#### [DATA]
----------

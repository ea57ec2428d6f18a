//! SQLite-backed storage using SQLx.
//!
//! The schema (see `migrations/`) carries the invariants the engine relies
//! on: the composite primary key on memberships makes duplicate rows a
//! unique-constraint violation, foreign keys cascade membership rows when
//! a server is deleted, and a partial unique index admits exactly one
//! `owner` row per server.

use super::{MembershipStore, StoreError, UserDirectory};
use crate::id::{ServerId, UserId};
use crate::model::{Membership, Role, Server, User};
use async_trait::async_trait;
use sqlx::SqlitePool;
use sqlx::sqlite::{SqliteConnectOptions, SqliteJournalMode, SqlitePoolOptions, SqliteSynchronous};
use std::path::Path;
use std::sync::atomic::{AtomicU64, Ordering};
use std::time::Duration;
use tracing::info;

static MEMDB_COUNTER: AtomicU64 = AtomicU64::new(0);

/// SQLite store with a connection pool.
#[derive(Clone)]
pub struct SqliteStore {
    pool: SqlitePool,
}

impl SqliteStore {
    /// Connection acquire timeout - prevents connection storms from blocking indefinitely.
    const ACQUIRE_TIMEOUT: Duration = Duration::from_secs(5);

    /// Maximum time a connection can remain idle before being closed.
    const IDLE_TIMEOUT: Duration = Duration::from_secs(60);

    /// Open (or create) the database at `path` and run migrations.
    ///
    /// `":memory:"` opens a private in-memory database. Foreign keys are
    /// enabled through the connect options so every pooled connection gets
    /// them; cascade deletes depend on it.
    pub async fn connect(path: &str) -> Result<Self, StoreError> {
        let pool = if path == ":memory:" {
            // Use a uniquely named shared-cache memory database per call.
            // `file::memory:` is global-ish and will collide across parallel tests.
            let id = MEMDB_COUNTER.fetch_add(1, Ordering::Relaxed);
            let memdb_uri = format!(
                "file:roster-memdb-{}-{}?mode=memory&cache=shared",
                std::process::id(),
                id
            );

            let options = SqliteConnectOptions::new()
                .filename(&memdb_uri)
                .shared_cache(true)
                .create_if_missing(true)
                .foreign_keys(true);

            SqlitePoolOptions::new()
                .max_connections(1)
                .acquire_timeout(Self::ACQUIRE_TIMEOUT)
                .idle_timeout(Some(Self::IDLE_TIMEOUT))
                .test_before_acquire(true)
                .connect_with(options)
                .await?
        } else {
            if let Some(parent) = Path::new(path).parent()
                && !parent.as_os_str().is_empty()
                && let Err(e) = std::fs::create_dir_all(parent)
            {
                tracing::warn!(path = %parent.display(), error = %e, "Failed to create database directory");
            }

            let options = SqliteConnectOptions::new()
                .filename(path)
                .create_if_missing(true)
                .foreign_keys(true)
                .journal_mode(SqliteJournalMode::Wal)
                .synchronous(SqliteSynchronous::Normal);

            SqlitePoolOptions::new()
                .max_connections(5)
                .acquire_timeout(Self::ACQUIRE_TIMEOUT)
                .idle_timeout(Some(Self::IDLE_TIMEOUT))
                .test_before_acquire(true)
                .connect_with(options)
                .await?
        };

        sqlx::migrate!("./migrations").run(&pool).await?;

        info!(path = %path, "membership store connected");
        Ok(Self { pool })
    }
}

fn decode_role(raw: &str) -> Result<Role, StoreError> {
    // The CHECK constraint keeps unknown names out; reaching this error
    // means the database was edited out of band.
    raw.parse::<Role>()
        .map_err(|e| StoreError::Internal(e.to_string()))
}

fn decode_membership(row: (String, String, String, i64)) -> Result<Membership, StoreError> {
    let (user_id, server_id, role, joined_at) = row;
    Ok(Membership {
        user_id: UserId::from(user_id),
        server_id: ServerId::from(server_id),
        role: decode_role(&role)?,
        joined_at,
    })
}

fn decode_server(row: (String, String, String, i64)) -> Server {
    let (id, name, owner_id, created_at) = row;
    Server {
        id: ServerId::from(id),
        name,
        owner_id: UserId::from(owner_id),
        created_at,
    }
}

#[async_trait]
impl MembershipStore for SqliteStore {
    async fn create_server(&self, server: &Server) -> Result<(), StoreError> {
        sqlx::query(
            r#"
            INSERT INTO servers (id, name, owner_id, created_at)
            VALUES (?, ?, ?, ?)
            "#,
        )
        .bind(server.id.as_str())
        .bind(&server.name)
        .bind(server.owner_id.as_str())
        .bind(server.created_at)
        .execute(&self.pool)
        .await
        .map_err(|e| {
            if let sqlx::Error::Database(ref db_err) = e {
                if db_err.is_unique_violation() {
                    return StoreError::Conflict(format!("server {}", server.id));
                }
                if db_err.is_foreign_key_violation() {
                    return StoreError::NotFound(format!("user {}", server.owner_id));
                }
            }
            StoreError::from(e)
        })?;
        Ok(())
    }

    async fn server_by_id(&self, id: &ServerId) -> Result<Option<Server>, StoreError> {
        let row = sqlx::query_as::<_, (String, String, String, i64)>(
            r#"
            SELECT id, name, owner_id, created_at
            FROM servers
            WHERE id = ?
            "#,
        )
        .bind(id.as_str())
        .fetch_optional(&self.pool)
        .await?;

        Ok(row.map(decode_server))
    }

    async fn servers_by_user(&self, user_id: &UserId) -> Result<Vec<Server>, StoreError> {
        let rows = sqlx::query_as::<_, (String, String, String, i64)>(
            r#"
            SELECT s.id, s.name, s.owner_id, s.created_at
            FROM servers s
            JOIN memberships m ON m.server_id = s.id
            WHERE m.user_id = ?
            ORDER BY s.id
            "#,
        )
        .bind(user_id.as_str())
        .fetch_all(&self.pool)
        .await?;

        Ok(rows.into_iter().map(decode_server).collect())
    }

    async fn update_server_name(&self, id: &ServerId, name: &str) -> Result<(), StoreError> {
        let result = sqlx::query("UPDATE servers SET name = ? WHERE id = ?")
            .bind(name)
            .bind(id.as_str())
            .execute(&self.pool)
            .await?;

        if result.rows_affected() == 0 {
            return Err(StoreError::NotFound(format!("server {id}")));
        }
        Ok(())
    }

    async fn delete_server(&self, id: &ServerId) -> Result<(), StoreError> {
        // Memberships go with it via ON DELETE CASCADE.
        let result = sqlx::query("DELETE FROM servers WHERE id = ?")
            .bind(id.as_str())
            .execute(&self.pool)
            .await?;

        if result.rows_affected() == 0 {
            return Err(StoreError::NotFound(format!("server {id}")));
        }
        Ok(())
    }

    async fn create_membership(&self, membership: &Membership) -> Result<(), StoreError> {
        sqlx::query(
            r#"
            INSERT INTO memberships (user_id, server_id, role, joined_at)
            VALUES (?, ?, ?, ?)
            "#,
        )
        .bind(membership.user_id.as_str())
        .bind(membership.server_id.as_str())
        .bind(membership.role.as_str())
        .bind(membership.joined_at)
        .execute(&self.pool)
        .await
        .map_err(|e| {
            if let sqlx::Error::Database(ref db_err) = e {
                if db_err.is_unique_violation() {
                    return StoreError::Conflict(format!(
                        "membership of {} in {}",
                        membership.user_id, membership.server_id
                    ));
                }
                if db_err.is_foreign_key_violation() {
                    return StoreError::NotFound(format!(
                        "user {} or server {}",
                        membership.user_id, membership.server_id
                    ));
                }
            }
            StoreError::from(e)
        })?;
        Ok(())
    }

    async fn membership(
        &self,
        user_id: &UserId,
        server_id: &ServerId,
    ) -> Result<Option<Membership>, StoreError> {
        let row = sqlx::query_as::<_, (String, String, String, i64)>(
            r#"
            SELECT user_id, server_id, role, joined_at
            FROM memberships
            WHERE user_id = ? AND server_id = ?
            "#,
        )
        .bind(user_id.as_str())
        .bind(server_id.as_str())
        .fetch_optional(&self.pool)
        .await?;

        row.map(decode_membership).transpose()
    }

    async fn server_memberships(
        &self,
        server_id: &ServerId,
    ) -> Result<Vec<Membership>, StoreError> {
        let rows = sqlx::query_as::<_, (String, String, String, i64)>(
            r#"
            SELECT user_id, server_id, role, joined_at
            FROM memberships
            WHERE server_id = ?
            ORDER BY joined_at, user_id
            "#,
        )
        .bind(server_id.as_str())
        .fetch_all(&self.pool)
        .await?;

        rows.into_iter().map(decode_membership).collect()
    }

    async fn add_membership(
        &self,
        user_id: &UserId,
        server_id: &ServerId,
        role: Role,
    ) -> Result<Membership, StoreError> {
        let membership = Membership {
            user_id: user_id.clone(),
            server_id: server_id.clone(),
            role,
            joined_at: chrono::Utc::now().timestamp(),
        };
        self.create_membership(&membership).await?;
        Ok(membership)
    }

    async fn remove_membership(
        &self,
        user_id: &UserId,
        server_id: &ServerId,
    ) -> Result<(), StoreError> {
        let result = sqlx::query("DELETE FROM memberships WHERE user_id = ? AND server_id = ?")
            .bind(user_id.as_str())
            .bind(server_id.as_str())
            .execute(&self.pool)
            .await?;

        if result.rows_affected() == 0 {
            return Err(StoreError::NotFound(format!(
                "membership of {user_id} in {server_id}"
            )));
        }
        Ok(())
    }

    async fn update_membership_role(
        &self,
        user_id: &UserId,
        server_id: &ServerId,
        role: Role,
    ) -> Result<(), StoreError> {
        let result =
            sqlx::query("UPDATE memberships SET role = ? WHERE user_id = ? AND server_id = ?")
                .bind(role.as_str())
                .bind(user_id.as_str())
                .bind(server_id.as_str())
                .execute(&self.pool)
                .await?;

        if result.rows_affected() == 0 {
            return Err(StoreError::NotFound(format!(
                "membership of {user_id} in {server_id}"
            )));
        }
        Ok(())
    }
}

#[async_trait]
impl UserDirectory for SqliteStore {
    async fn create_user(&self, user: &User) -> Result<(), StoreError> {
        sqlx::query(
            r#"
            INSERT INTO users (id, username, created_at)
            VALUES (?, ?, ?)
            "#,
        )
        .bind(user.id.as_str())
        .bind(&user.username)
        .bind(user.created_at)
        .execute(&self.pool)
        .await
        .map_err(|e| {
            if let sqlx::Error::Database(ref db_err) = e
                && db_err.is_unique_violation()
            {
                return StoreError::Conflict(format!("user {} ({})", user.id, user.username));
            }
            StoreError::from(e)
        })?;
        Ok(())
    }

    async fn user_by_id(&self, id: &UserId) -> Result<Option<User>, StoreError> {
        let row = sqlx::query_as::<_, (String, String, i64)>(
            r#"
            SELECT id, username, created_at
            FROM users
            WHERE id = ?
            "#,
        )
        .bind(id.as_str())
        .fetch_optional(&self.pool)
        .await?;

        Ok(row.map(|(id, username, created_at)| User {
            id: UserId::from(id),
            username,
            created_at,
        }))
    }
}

----------

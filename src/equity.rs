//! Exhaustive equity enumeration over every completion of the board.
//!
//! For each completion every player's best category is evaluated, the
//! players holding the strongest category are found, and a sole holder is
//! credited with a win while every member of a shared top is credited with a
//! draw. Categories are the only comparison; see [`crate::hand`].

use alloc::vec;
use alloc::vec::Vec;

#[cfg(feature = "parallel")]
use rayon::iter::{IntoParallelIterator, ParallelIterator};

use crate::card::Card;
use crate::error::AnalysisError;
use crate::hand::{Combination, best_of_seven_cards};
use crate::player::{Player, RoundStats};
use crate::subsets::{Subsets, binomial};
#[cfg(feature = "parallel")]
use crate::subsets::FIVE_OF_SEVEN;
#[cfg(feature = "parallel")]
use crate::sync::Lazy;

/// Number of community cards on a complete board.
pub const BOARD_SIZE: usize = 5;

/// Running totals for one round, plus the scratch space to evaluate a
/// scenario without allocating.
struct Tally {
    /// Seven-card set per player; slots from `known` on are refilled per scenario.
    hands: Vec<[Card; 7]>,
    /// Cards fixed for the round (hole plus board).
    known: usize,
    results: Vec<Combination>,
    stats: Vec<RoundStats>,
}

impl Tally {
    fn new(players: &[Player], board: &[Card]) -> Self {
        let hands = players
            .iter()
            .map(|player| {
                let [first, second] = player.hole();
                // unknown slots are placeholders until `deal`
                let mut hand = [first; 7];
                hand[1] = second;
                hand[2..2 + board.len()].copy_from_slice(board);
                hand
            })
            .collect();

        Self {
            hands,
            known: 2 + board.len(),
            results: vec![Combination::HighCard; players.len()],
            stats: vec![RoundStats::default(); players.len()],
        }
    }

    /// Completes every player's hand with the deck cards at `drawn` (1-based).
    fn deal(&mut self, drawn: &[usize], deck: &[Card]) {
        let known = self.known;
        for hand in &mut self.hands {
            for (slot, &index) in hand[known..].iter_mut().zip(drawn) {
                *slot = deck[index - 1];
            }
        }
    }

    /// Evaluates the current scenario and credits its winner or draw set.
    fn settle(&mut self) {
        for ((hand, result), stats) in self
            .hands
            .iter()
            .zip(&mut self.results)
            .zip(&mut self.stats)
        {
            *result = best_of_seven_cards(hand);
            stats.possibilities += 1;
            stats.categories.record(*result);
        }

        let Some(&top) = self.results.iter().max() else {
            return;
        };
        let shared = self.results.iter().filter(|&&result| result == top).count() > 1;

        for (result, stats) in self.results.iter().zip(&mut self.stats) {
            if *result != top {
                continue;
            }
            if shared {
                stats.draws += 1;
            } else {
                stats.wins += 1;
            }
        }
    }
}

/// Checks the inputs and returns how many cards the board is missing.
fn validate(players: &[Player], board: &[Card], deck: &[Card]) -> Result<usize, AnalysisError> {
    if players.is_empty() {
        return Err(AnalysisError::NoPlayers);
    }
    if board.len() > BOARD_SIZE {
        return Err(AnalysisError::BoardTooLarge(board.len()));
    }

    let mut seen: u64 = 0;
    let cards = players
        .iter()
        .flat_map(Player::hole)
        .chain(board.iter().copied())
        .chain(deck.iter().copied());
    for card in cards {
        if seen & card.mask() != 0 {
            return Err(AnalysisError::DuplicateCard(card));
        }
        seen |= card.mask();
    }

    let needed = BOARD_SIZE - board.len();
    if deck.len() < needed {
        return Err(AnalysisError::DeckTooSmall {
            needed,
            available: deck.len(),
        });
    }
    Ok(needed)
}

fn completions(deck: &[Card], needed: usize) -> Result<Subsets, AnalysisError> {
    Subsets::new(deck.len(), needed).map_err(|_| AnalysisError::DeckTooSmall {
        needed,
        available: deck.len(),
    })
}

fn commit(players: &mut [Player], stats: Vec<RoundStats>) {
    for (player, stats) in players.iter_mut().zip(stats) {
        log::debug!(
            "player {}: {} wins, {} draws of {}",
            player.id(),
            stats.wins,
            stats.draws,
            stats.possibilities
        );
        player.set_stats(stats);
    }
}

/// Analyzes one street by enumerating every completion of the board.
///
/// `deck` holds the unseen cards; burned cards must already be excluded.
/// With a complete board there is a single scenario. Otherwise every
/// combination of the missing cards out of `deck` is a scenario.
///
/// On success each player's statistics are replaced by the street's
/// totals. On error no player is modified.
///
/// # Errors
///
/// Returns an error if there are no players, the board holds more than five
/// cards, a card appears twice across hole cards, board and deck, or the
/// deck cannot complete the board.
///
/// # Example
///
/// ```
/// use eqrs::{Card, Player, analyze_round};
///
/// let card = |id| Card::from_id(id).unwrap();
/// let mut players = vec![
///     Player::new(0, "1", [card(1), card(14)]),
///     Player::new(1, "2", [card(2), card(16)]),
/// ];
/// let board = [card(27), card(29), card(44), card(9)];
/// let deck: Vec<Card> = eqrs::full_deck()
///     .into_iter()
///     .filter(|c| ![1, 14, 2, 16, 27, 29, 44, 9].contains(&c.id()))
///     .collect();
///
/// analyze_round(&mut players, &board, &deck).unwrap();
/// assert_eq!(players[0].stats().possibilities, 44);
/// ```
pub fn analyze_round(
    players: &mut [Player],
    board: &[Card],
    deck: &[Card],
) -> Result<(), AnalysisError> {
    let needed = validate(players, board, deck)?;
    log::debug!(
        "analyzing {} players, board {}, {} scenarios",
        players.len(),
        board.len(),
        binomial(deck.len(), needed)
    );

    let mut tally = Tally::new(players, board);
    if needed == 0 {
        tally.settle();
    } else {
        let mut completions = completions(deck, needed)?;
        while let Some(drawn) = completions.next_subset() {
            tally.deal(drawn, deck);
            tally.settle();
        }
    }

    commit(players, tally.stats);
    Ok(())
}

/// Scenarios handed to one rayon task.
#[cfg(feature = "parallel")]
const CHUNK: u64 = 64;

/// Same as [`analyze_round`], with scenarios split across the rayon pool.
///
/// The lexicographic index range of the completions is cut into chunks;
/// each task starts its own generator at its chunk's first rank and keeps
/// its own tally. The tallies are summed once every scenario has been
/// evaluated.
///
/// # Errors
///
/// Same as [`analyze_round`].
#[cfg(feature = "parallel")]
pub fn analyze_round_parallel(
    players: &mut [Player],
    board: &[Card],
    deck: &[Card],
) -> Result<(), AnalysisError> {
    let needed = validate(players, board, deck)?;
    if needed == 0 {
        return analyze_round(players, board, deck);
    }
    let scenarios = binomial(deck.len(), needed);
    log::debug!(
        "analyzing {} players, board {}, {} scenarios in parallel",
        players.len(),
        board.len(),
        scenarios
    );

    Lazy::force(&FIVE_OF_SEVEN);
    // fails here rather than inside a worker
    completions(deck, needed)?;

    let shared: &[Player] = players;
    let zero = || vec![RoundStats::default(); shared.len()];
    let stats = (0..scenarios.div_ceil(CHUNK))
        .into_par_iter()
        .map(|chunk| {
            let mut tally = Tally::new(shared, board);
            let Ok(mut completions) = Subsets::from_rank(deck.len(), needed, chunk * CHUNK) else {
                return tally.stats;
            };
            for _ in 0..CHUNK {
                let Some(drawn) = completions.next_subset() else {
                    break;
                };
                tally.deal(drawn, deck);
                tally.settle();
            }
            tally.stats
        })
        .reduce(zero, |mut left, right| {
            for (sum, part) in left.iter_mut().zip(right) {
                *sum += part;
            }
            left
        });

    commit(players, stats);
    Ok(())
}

----------

#### [YOUR OBJECTIVE]
Where the string "SqliteJournalMode" appears in a line of the entries above, return that line.

#### [EXERCISE SOLUTION]
use sqlx::sqlite::{SqliteConnectOptions, SqliteJournalMode, SqlitePoolOptions, SqliteSynchronous};
                .journal_mode(SqliteJournalMode::Wal)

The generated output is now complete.